野蛮な奴らめ…、少女の一生をめちゃくちゃにしやがる…。

『………』

『…怖かったよね。助けに行けなかった自分が憎いよ』

『男にとって、女性はなんだろうね…。甘い理想なんて存在する事なく、白馬の王子様なんていないのに…』

『………』

『白馬の王子様なんて…』

『………』

『…あなたにとって、女性はどういうものなの?』

『俺にとって女性とは、精神の癒しだと思う。その癒しを永続的に受けていたいから…。う〜ん難しいね…』

『………』

『儒学の教えで言うなら、自分がされて嫌な事は相手にも押しつけない、かな。
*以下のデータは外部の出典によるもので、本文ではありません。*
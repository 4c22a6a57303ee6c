//! Wall-clock time source for debounce and result-screen dwell.

use std::time::Instant;

use platform::Clock;

/// Milliseconds since the clock was created, from [`Instant`].
#[derive(Debug, Clone, Copy)]
pub struct MonotonicClock {
    origin: Instant,
}

impl MonotonicClock {
    /// Start counting from now.
    pub fn new() -> Self {
        Self {
            origin: Instant::now(),
        }
    }
}

impl Default for MonotonicClock {
    fn default() -> Self {
        Self::new()
    }
}

impl Clock for MonotonicClock {
    fn now_ms(&self) -> u64 {
        u64::try_from(self.origin.elapsed().as_millis()).unwrap_or(u64::MAX)
    }
}
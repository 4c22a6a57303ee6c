//! Configuration store against a real file system.
//!
//! Run with: cargo test -p pendeck --test config_store

#![allow(clippy::unwrap_used, clippy::expect_used, clippy::indexing_slicing)]

use std::fs;
use std::time::Duration;

use pendeck::config::{self, defaults, ConfigStore, WifiNetwork};
use serde_json::{json, Value};

fn on_disk(path: &std::path::Path) -> Value {
    serde_json::from_str(&fs::read_to_string(path).unwrap()).unwrap()
}

#[test]
fn test_missing_file_is_created_with_defaults() {
    let tmp = tempfile::tempdir().unwrap();
    let path = tmp.path().join("config.json");

    let store = ConfigStore::load(&path);
    assert!(path.exists());
    assert_eq!(on_disk(&path), defaults());
    assert_eq!(store.document(), &defaults());
}

#[test]
fn test_user_values_merge_over_defaults() {
    let tmp = tempfile::tempdir().unwrap();
    let path = tmp.path().join("config.json");
    fs::write(
        &path,
        r#"{"tools": {"nmap": {"quick_scan": "nmap -F {target}"}}, "advanced": {"scan_timeout_seconds": 60}}"#,
    )
    .unwrap();

    let store = ConfigStore::load(&path);
    assert_eq!(
        store.tool_command("nmap", "quick_scan").as_deref(),
        Some("nmap -F {target}")
    );
    // untouched siblings come from the defaults
    assert_eq!(
        store.tool_command("nmap", "version_scan").as_deref(),
        Some("nmap -sV {target}")
    );
    assert_eq!(store.scan_timeout(), Duration::from_secs(60));
    assert_eq!(store.max_results_files(), 100);
    assert!(store.auto_save_results());
}

#[test]
fn test_invalid_json_falls_back_to_defaults() {
    let tmp = tempfile::tempdir().unwrap();
    let path = tmp.path().join("config.json");
    fs::write(&path, "{ not json").unwrap();

    let store = ConfigStore::load(&path);
    assert_eq!(store.document(), &defaults());
    // the broken file is left for the user to fix
    assert_eq!(fs::read_to_string(&path).unwrap(), "{ not json");
}

#[test]
fn test_set_and_get_dot_paths() {
    let tmp = tempfile::tempdir().unwrap();
    let path = tmp.path().join("config.json");
    let mut store = ConfigStore::load(&path);

    store.set("display.brightness", json!(42)).unwrap();
    store.set("extra.nested.flag", json!(true)).unwrap();
    assert_eq!(store.get("display.brightness"), Some(&json!(42)));
    assert_eq!(store.get("extra.nested.flag"), Some(&json!(true)));
    assert_eq!(store.get("display.missing"), None);

    let disk = on_disk(&path);
    assert_eq!(disk["display"]["brightness"], 42);
    assert_eq!(disk["extra"]["nested"]["flag"], true);

    assert!(store.set("", json!(1)).is_err());
    assert!(store.set("display.brightness.deeper", json!(1)).is_err());
}

#[test]
fn test_save_keeps_keys_written_by_another_process() {
    let tmp = tempfile::tempdir().unwrap();
    let path = tmp.path().join("config.json");
    let mut store = ConfigStore::load(&path);

    let mut other = on_disk(&path);
    other["companion"] = json!({"port": 8080});
    fs::write(&path, serde_json::to_string(&other).unwrap()).unwrap();

    store.set("system.log_level", json!("DEBUG")).unwrap();
    let disk = on_disk(&path);
    assert_eq!(disk["companion"]["port"], 8080);
    assert_eq!(disk["system"]["log_level"], "DEBUG");
    assert_eq!(store.log_level(), "DEBUG");
}

#[test]
fn test_wifi_networks_add_update_remove() {
    let tmp = tempfile::tempdir().unwrap();
    let path = tmp.path().join("config.json");
    let mut store = ConfigStore::load(&path);

    store.add_wifi_network("home", "secret", 5).unwrap();
    store.add_wifi_network("lab", "pw", 1).unwrap();
    store.add_wifi_network("home", "changed", 3).unwrap();

    assert_eq!(
        store.wifi_networks(),
        vec![
            WifiNetwork {
                ssid: "home".into(),
                password: "changed".into(),
                priority: 3
            },
            WifiNetwork {
                ssid: "lab".into(),
                password: "pw".into(),
                priority: 1
            },
        ]
    );

    assert!(store.remove_wifi_network("lab").unwrap());
    assert!(!store.remove_wifi_network("lab").unwrap());
    assert_eq!(on_disk(&path)["wifi_networks"].as_array().unwrap().len(), 1);
}

#[test]
fn test_tool_templates() {
    let tmp = tempfile::tempdir().unwrap();
    let mut store = ConfigStore::load(tmp.path().join("config.json"));

    let nikto = store.tool_commands("nikto");
    assert_eq!(nikto.len(), 2);
    assert!(nikto.iter().any(|(k, v)| k == "ssl_scan" && v == "nikto -h {target} -ssl"));

    store.set_tool_command("nikto", "full", "nikto -h {target} -C all").unwrap();
    assert_eq!(store.tool_commands("nikto").len(), 3);
    assert!(store.set_tool_command("nik.to", "x", "y").is_err());
    assert!(store.tool_commands("nonexistent").is_empty());
}

#[test]
fn test_reset_export_import() {
    let tmp = tempfile::tempdir().unwrap();
    let path = tmp.path().join("config.json");
    let exported = tmp.path().join("backup.json");
    let mut store = ConfigStore::load(&path);

    store.set("display.brightness", json!(10)).unwrap();
    store.export_to(&exported).unwrap();

    store.reset_to_defaults().unwrap();
    assert_eq!(store.get("display.brightness"), Some(&json!(128)));
    assert_eq!(on_disk(&path), defaults());

    store.import_from(&exported).unwrap();
    assert_eq!(store.get("display.brightness"), Some(&json!(10)));
    assert_eq!(on_disk(&path)["display"]["brightness"], 10);
}

#[test]
fn test_shared_store_survives_readers_and_writers() {
    let tmp = tempfile::tempdir().unwrap();
    let shared = ConfigStore::load(tmp.path().join("config.json")).shared();

    config::write(&shared)
        .set("system.max_results_files", json!(5))
        .unwrap();
    assert_eq!(config::read(&shared).max_results_files(), 5);
    assert_eq!(
        config::read(&shared).results_dir(),
        std::path::PathBuf::from("results")
    );
}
それが男女の交わりの基本だろうね』

『…難しい本ばかり読んで知識を付けたんだね。子供の頃はやんちゃだったのに』

『…読書のきっかけは、君に振られてからだ』

『…そうだったね』

『…失恋は宿命だと思う。君のせいじゃないさ』

『………』

『…正直なところ、君が死んだというなら、俺も命を断って追い掛けたいよ』

『バカっ』

『…多田さん俺はね、まだ君の事が好きで好きでたまらないんだよ。こんなに好きになれたことはないのに…』

『…宮川君の愛情の強さは脱帽だけど、もうそろそろ私のことは…』

『忘れられるなら苦労はしないよ。俺はまだ君のことが…』

『…私はもういないの。お願いだから現実を見て』

『…くそっ、叶わない願いなのか…』

『…そうだよ』

『………』

『………』

『…けど死んだからといって、気持ちが消えるものでもないんだ』

『………』

『君が性的暴行を受けたというなら、俺が読書で学んだ事を文章にして世に出し、少しでも暴行事件がなくなるようにしてみせるさ』

『………』

『それが俺に出来る、最初で最後のプレゼントだろうね』

『………』

『…例え、文章下手で力弱くても…』

『…本当に不器用な性格なんだね。人間はもっと単純でいいのに』

『…精一杯、書いてみせるよ』

『………』

『…多田さん』

『…なに?』

『…せめて、生きていてほしかった…』

『………』

………………
………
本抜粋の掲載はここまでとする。